Partitioning your disk simply refers to the act of breaking up your disk into sections. Each section is then independent of the others. It's roughly equivalent to putting up walls inside a house; if you add furniture to one room it doesn't affect any other room.
If you already have an operating system on your system which uses the whole disk and you want to stick Ubuntu on the same disk, you will need to repartition it. Ubuntu requires its own hard disk partitions. It cannot be installed on Windows or Mac OS X partitions. It may be able to share some partitions with other Unix systems, but that's not covered here. At the very least you will need a dedicated partition for the Ubuntu root filesystem.
You can find information about your current partition setup by using a partitioning tool for your current operating system, such as Disk Utility, Drive Setup, HD Toolkit, or MacTools. Partitioning tools always provide a way to show existing partitions without making changes.
In general, changing a partition with a file system already on it will destroy any information there. Thus you should always make backups before doing any repartitioning. Using the analogy of the house, you would probably want to move all the furniture out of the way before moving a wall or you risk destroying it.
Several modern operating systems offer the ability to move and resize certain existing partitions without destroying their contents. This allows making space for additional partitions without losing existing data. Even though this works quite well in most cases, making changes to the partitioning of a disk is an inherently dangerous action and should only be done after having made a full backup of all data.
Creating and deleting partitions can be done from within debian-installer
as
well as from an existing operating system. As a rule of thumb,
partitions should be created by the system for which they are to
be used, i.e. partitions to be used by Ubuntu should be
created from within debian-installer
and partitions to be used from another
operating system should be created from there. debian-installer
is
capable of creating non-Linux partitions, and partitions created
this way usually work without problems when used in other operating
systems, but there are a few rare corner cases in which this could
cause problems, so if you want to be sure, use the native partitioning
tools to create partitions for use by other operating systems.

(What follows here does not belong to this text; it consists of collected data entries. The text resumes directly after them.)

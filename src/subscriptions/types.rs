//! Subscription types for published state snapshots.

use crate::types::PassId;
use std::fmt;
use std::sync::Arc;

/// Configuration for a channel subscription.
#[derive(Clone, Debug)]
pub struct SubscriptionConfig {
    /// Max buffered events before dropping subscriber.
    /// Default: 1000
    pub buffer_size: usize,

    /// Send the latest published state as the first event.
    pub replay_current: bool,
}

impl Default for SubscriptionConfig {
    fn default() -> Self {
        Self {
            buffer_size: 1000,
            replay_current: false,
        }
    }
}

/// Events delivered to channel subscribers.
pub enum StateEvent<S> {
    /// A new state was published.
    ///
    /// `pass` is `None` for the replayed snapshot sent at subscription time.
    Snapshot { state: Arc<S>, pass: Option<PassId> },

    /// Subscription was dropped; no more events follow.
    Dropped { reason: DropReason },
}

impl<S> StateEvent<S> {
    /// The carried state, if this is a snapshot event.
    pub fn state(&self) -> Option<&Arc<S>> {
        match self {
            StateEvent::Snapshot { state, .. } => Some(state),
            StateEvent::Dropped { .. } => None,
        }
    }
}

impl<S> Clone for StateEvent<S> {
    fn clone(&self) -> Self {
        match self {
            StateEvent::Snapshot { state, pass } => StateEvent::Snapshot {
                state: Arc::clone(state),
                pass: *pass,
            },
            StateEvent::Dropped { reason } => StateEvent::Dropped {
                reason: reason.clone(),
            },
        }
    }
}

impl<S: fmt::Debug> fmt::Debug for StateEvent<S> {
    fn fmt(&self, f: &mut fmt::Formatter<'_>) -> fmt::Result {
        match self {
            StateEvent::Snapshot { state, pass } => f
                .debug_struct("Snapshot")
                .field("state", state)
                .field("pass", pass)
                .finish(),
            StateEvent::Dropped { reason } => {
                f.debug_struct("Dropped").field("reason", reason).finish()
            }
        }
    }
}

/// Why a subscription was dropped.
#[derive(Clone, Debug, PartialEq, Eq)]
pub enum DropReason {
    /// Send buffer overflowed (slow consumer).
    BufferOverflow,
    /// Explicitly unsubscribed.
    Unsubscribed,
    /// The owning container shut down.
    Closed,
}

/// Unique identifier for a subscription.
#[derive(Clone, Copy, Debug, PartialEq, Eq, PartialOrd, Ord, Hash)]
pub struct SubscriptionId(pub u64);

/// Handle to a channel subscription.
pub struct SubscriptionHandle<S> {
    pub id: SubscriptionId,
    /// Channel to receive events.
    pub receiver: crossbeam_channel::Receiver<StateEvent<S>>,
}

impl<S> SubscriptionHandle<S> {
    /// Receive the next event (blocking).
    pub fn recv(&self) -> Result<StateEvent<S>, crossbeam_channel::RecvError> {
        self.receiver.recv()
    }

    /// Try to receive an event (non-blocking).
    pub fn try_recv(&self) -> Result<StateEvent<S>, crossbeam_channel::TryRecvError> {
        self.receiver.try_recv()
    }

    /// Receive with timeout.
    pub fn recv_timeout(
        &self,
        timeout: std::time::Duration,
    ) -> Result<StateEvent<S>, crossbeam_channel::RecvTimeoutError> {
        self.receiver.recv_timeout(timeout)
    }
}
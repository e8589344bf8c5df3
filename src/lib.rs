//! # State Queue
//!
//! An ordered, single-writer mutation queue for reactive state containers.
//!
//! ## Core Concepts
//!
//! - **State**: An immutable value, replaced (never mutated) by transforms
//! - **Transforms**: Pure `&S -> S` functions applied in submission order
//! - **Reads**: Callbacks that observe the state after every earlier transform
//! - **Passes**: One drain of the queue on the single processing context
//! - **Subscriptions**: Fan-out of each published state to listeners
//!
//! Producers never block on processing. A pass applies every pending
//! transform as one batch, publishes once, then serves pending reads.
//!
//! ## Example
//!
//! ```ignore
//! use state_queue::StateContainer;
//!
//! #[derive(Debug)]
//! struct Counter { count: i64 }
//!
//! let container = StateContainer::new(Counter { count: 0 })?;
//! container.log_state_changes();
//!
//! container.submit_transform(|s| Counter { count: s.count + 1 });
//! container.submit_read(|s| println!("count is {}", s.count));
//!
//! // Explicit completion signal instead of a blocking return
//! let count = container.query(|s| s.count)?.recv()?;
//! ```

pub mod container;
pub mod dispatch;
pub mod error;
pub mod processor;
pub mod queue;
pub mod subscriptions;
pub mod types;

// Re-exports
pub use container::{ContainerConfig, StateContainer, StateHandle};
pub use dispatch::Dispatch;
pub use error::{ContainerError, OperationFailure, ProcessingError, Result};
pub use processor::StateProcessor;
pub use queue::MutationQueue;
pub use subscriptions::{
    DropReason, StateEvent, SubscriptionConfig, SubscriptionHandle, SubscriptionId,
    SubscriptionManager,
};
pub use types::*;
//! Main StateContainer struct tying all components together.

use crate::dispatch::{spawn_worker, Dispatch, Trigger};
use crate::error::{ContainerError, OperationFailure, ProcessingError, Result};
use crate::processor::StateProcessor;
use crate::subscriptions::{SubscriptionConfig, SubscriptionHandle, SubscriptionId};
use crate::types::{ContainerStats, GetOperation, PassSummary, SetOperation};
use crossbeam_channel::{bounded, Receiver};
use std::fmt;
use std::sync::atomic::{AtomicU64, Ordering};
use std::sync::Arc;
use std::thread::{self, JoinHandle};
use tracing::{debug, warn};

/// Container configuration.
#[derive(Clone, Debug)]
pub struct ContainerConfig {
    /// Name used for the worker thread and in log fields.
    pub name: String,

    /// How processing passes are scheduled.
    pub dispatch: Dispatch,
}

impl Default for ContainerConfig {
    fn default() -> Self {
        Self {
            name: "state-queue".to_string(),
            dispatch: Dispatch::Dedicated,
        }
    }
}

impl ContainerConfig {
    /// Configuration for a container driven by `run_pending`.
    pub fn manual() -> Self {
        Self {
            dispatch: Dispatch::Manual,
            ..Default::default()
        }
    }

    fn validate(&self) -> Result<()> {
        if self.name.contains('\0') {
            return Err(ContainerError::InvalidConfig(
                "container name may not contain NUL bytes".to_string(),
            ));
        }
        Ok(())
    }
}

/// State shared between the container, its handles and its worker.
pub(crate) struct Shared<S> {
    name: String,
    processor: StateProcessor<S>,
    discarded: AtomicU64,
}

impl<S: Send + Sync + 'static> Shared<S> {
    pub(crate) fn processor(&self) -> &StateProcessor<S> {
        &self.processor
    }

    pub(crate) fn is_closed(&self) -> bool {
        self.processor.is_closed()
    }
}

/// Cloneable producer handle.
///
/// Handles submit operations and read snapshots; they can be moved to other
/// threads or captured by read callbacks. A handle does not keep the
/// container running: once the container shuts down, submissions are
/// dropped.
pub struct StateHandle<S> {
    shared: Arc<Shared<S>>,
    trigger: Trigger,
}

impl<S> Clone for StateHandle<S> {
    fn clone(&self) -> Self {
        Self {
            shared: Arc::clone(&self.shared),
            trigger: self.trigger.clone(),
        }
    }
}

impl<S: Send + Sync + 'static> StateHandle<S> {
    /// Queue a transform of the state. Never blocks on processing.
    pub fn submit_transform<F>(&self, transform: F)
    where
        F: FnOnce(&S) -> S + Send + 'static,
    {
        self.enqueue_set(Box::new(move |state: &S| Ok(transform(state))));
    }

    /// Queue a transform that may fail.
    ///
    /// An `Err` leaves the state as it was and is reported to error
    /// listeners; later transforms still apply.
    pub fn try_submit_transform<F, E>(&self, transform: F)
    where
        F: FnOnce(&S) -> std::result::Result<S, E> + Send + 'static,
        E: fmt::Display,
    {
        self.enqueue_set(Box::new(move |state: &S| {
            transform(state).map_err(OperationFailure::from_error)
        }));
    }

    /// Queue a read. It observes every transform submitted before it.
    pub fn submit_read<F>(&self, read: F)
    where
        F: FnOnce(&S) + Send + 'static,
    {
        // Dropped and logged after shutdown
        let _ = self.enqueue_get(Box::new(move |state: &S| {
            read(state);
            Ok(())
        }));
    }

    /// Queue a read that may fail.
    pub fn try_submit_read<F, E>(&self, read: F)
    where
        F: FnOnce(&S) -> std::result::Result<(), E> + Send + 'static,
        E: fmt::Display,
    {
        let _ = self.enqueue_get(Box::new(move |state: &S| {
            read(state).map_err(OperationFailure::from_error)
        }));
    }

    /// Queue a read whose result is delivered on the returned channel.
    ///
    /// Returns [`ContainerError::Closed`] once the container has shut down.
    /// The channel disconnects without a value if the read is discarded at
    /// teardown or panics.
    pub fn query<T, F>(&self, read: F) -> Result<Receiver<T>>
    where
        T: Send + 'static,
        F: FnOnce(&S) -> T + Send + 'static,
    {
        let (tx, rx) = bounded(1);
        self.enqueue_get(Box::new(move |state: &S| {
            // Receiver may have been dropped by an uninterested caller
            let _ = tx.send(read(state));
            Ok(())
        }))?;
        Ok(rx)
    }

    /// Latest published state, without queueing. May be stale.
    pub fn snapshot(&self) -> Arc<S> {
        self.shared.processor.snapshot()
    }

    pub fn is_closed(&self) -> bool {
        self.shared.is_closed()
    }

    // The closed check and the append happen under the queue lock, so an
    // operation is either discarded by `close` or refused here.
    fn enqueue_set(&self, op: SetOperation<S>) {
        if !self.shared.processor.enqueue_set(op) {
            debug!(container = %self.shared.name, "container shut down, transform dropped");
            return;
        }
        self.trigger.wake();
    }

    fn enqueue_get(&self, op: GetOperation<S>) -> Result<()> {
        if !self.shared.processor.enqueue_get(op) {
            debug!(container = %self.shared.name, "container shut down, read dropped");
            return Err(ContainerError::Closed);
        }
        self.trigger.wake();
        Ok(())
    }
}

/// A state container with an ordered mutation queue.
///
/// Provides a unified interface for:
/// - Submitting transforms and reads from any thread
/// - Subscribing to published state
/// - Observing failed operations
/// - Tearing down the processing context
///
/// # Example
///
/// ```ignore
/// let container = StateContainer::new(Counter { count: 0 })?;
///
/// container.submit_transform(|s| Counter { count: s.count + 1 });
/// container.submit_read(|s| println!("count is {}", s.count));
///
/// let count = container.query(|s| s.count)?.recv()?;
/// ```
pub struct StateContainer<S: Send + Sync + 'static> {
    config: ContainerConfig,
    handle: StateHandle<S>,
    worker: Option<JoinHandle<()>>,
}

impl<S: Send + Sync + 'static> StateContainer<S> {
    /// Create a container with the default configuration (dedicated worker).
    pub fn new(initial: S) -> Result<Self> {
        Self::with_config(initial, ContainerConfig::default())
    }

    /// Create a container.
    pub fn with_config(initial: S, config: ContainerConfig) -> Result<Self> {
        config.validate()?;

        let shared = Arc::new(Shared {
            name: config.name.clone(),
            processor: StateProcessor::new(initial),
            discarded: AtomicU64::new(0),
        });

        let (trigger, worker) = match config.dispatch {
            Dispatch::Dedicated => {
                let (trigger, worker) = spawn_worker(&config.name, Arc::clone(&shared))?;
                (trigger, Some(worker))
            }
            Dispatch::Manual => (Trigger::Manual, None),
        };

        debug!(container = %config.name, dispatch = ?config.dispatch, "state container created");
        Ok(Self {
            config,
            handle: StateHandle { shared, trigger },
            worker,
        })
    }

    pub fn config(&self) -> &ContainerConfig {
        &self.config
    }

    /// A cloneable producer handle.
    pub fn handle(&self) -> StateHandle<S> {
        self.handle.clone()
    }

    // --- Submission ---

    /// Queue a transform of the state. See [`StateHandle::submit_transform`].
    pub fn submit_transform<F>(&self, transform: F)
    where
        F: FnOnce(&S) -> S + Send + 'static,
    {
        self.handle.submit_transform(transform);
    }

    /// Queue a transform that may fail. See [`StateHandle::try_submit_transform`].
    pub fn try_submit_transform<F, E>(&self, transform: F)
    where
        F: FnOnce(&S) -> std::result::Result<S, E> + Send + 'static,
        E: fmt::Display,
    {
        self.handle.try_submit_transform(transform);
    }

    /// Queue a read. See [`StateHandle::submit_read`].
    pub fn submit_read<F>(&self, read: F)
    where
        F: FnOnce(&S) + Send + 'static,
    {
        self.handle.submit_read(read);
    }

    /// Queue a read that may fail. See [`StateHandle::try_submit_read`].
    pub fn try_submit_read<F, E>(&self, read: F)
    where
        F: FnOnce(&S) -> std::result::Result<(), E> + Send + 'static,
        E: fmt::Display,
    {
        self.handle.try_submit_read(read);
    }

    /// Queue a read with a result channel. See [`StateHandle::query`].
    pub fn query<T, F>(&self, read: F) -> Result<Receiver<T>>
    where
        T: Send + 'static,
        F: FnOnce(&S) -> T + Send + 'static,
    {
        self.handle.query(read)
    }

    /// Latest published state, without queueing. May be stale.
    pub fn snapshot(&self) -> Arc<S> {
        self.handle.snapshot()
    }

    // --- Subscriptions ---

    /// Call `listener` with every published state, in subscription order.
    pub fn subscribe<F>(&self, listener: F) -> SubscriptionId
    where
        F: Fn(&Arc<S>) + Send + Sync + 'static,
    {
        self.processor().subscriptions().subscribe(listener)
    }

    /// Call `listener` only when the projection chosen by `selector` changes.
    pub fn select_subscribe<T, F, L>(&self, selector: F, listener: L) -> SubscriptionId
    where
        T: PartialEq + Send + 'static,
        F: Fn(&S) -> T + Send + Sync + 'static,
        L: Fn(&T) + Send + Sync + 'static,
    {
        let processor = self.processor();
        processor
            .subscriptions()
            .select_subscribe(|| processor.snapshot(), selector, listener)
    }

    /// Receive published states on a bounded channel.
    pub fn subscribe_channel(&self, config: SubscriptionConfig) -> Result<SubscriptionHandle<S>> {
        let processor = self.processor();
        processor
            .subscriptions()
            .subscribe_channel(config, || processor.snapshot())
    }

    /// Call `listener` for every failed transform or read.
    pub fn subscribe_errors<F>(&self, listener: F) -> SubscriptionId
    where
        F: Fn(&ProcessingError) + Send + Sync + 'static,
    {
        self.processor().subscriptions().subscribe_errors(listener)
    }

    /// Remove any kind of subscription. Returns false if the ID was unknown.
    pub fn unsubscribe(&self, id: SubscriptionId) -> bool {
        self.processor().subscriptions().unsubscribe(id)
    }

    // --- Processing ---

    /// Run passes on the calling thread until the queue is empty.
    ///
    /// This is how a [`Dispatch::Manual`] container makes progress. With a
    /// dedicated worker it is harmless: if the worker is mid-pass, this
    /// returns an idle summary.
    pub fn run_pending(&self) -> Result<PassSummary> {
        if self.handle.is_closed() {
            return Err(ContainerError::Closed);
        }
        Ok(self.processor().process_pending())
    }

    /// Cumulative counters.
    pub fn stats(&self) -> ContainerStats {
        let processor = self.processor();
        ContainerStats {
            totals: processor.totals(),
            pending_sets: processor.queue().pending_sets(),
            pending_gets: processor.queue().pending_gets(),
            discarded: self.handle.shared.discarded.load(Ordering::Relaxed),
            subscribers: processor.subscriptions().subscription_count(),
        }
    }

    pub fn is_closed(&self) -> bool {
        self.handle.is_closed()
    }

    /// Tear down: discard queued operations, stop the worker and drop all
    /// subscribers. Also performed on drop.
    pub fn shutdown(mut self) {
        self.close();
    }

    fn processor(&self) -> &StateProcessor<S> {
        &self.handle.shared.processor
    }

    fn close(&mut self) {
        let shared = &self.handle.shared;
        let discarded = match shared.processor.close() {
            Some(discarded) => discarded,
            None => return,
        };
        shared
            .discarded
            .fetch_add(discarded as u64, Ordering::Relaxed);
        if discarded > 0 {
            debug!(container = %shared.name, discarded, "discarded queued operations at shutdown");
        }

        // Wake the worker so it observes the closed flag.
        self.handle.trigger.wake();
        if let Some(worker) = self.worker.take() {
            if worker.thread().id() == thread::current().id() {
                // Dropped from one of our own callbacks; the worker loop
                // exits on its next wake-up check.
                debug!(container = %shared.name, "container dropped on its own worker");
            } else if worker.join().is_err() {
                warn!(container = %shared.name, "state worker panicked");
            }
        }

        shared.processor.subscriptions().close();
        debug!(container = %shared.name, "state container shut down");
    }
}

impl<S: Send + Sync + fmt::Debug + 'static> StateContainer<S> {
    /// Log every published state at debug level.
    pub fn log_state_changes(&self) -> SubscriptionId {
        let name = self.config.name.clone();
        self.subscribe(move |state| {
            debug!(container = %name, state = ?state, "state changed");
        })
    }
}

impl<S: Send + Sync + 'static> Drop for StateContainer<S> {
    fn drop(&mut self) {
        self.close();
    }
}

If you are going to install more than one operating system on the same machine, you should install all other system(s) before proceeding with the Ubuntu installation.Windows and other OS installations may destroy your ability to start Ubuntu, or encourage you to reformat non-native partitions.
You can recover from these actions or avoid them, but installing the native system first saves you trouble.
In order for OpenFirmware to automatically boot Ubuntu the Linux partitions should appear before all other partitions on the disk, especially Mac OS X boot partitions. This should be kept in mind when pre-partitioning; you should create a Linux placeholder partition to come before the other bootable partitions on the disk. (The small partitions dedicated to Apple disk drivers are not bootable.) You can delete the placeholder with the Ubuntu partition tools later during the actual install, and replace it with Linux partitions.
The Disk Utility application can be found under the
Utilities
menu in Mac OS X Installer. It will not adjust
existing partitions; it is limited to partitioning the entire disk at once.
Remember to create a placeholder partition for GNU/Linux, preferably positioned first in the disk layout. it doesn't matter what type it is, it will be deleted and replaced later inside the Ubuntu installer.
Ubuntu installer partition table editing tools are compatible with OS X, but not with MacOS 9. If you are planning to use both MacOS 9 and OS X, it is best to install OS X and Ubuntu on one hard drive, and put MacOS 9 on a separate hard drive. Separate options for OS 9 and OS X will appear when holding the option key at boot time, and separate options can be installed in the yaboot boot menu as well.
GNU/Linux is unable to access information on UFS partitions, but can access HFS+ (aka MacOS Extended) partitions. OS X requires one of these two types for its boot partition. MacOS 9 can be installed on either HFS (aka MacOS Standard) or HFS+. To share information between the Mac OS X and GNU/Linux systems, an exchange partition is handy. HFS, HFS+ and MS-DOS FAT file systems are supported by MacOS 9, Mac OS X and GNU/Linux.